Extracted entries
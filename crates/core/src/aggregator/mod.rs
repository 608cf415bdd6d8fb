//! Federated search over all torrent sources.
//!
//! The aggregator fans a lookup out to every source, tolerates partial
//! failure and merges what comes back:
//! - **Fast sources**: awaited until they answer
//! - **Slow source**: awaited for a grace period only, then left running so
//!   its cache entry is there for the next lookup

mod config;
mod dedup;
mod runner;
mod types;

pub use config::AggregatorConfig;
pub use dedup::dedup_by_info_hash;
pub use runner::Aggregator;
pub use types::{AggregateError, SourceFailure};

What to produce
The data above must be restated word for word.

Response area
filename crates/core/src/aggregator/mod.rs
repository 608cf415bdd6d8fb
//! Federated search over all torrent sources.
//!
//! The aggregator fans a lookup out to every source, tolerates partial
//! failure and merges what comes back:
//! - **Fast sources**: awaited until they answer
//! - **Slow source**: awaited for a grace period only, then left running so
//!   its cache entry is there for the next lookup

mod config;
mod dedup;
mod runner;
mod types;

pub use config::AggregatorConfig;
pub use dedup::dedup_by_info_hash;
pub use runner::Aggregator;
pub use types::{AggregateError, SourceFailure};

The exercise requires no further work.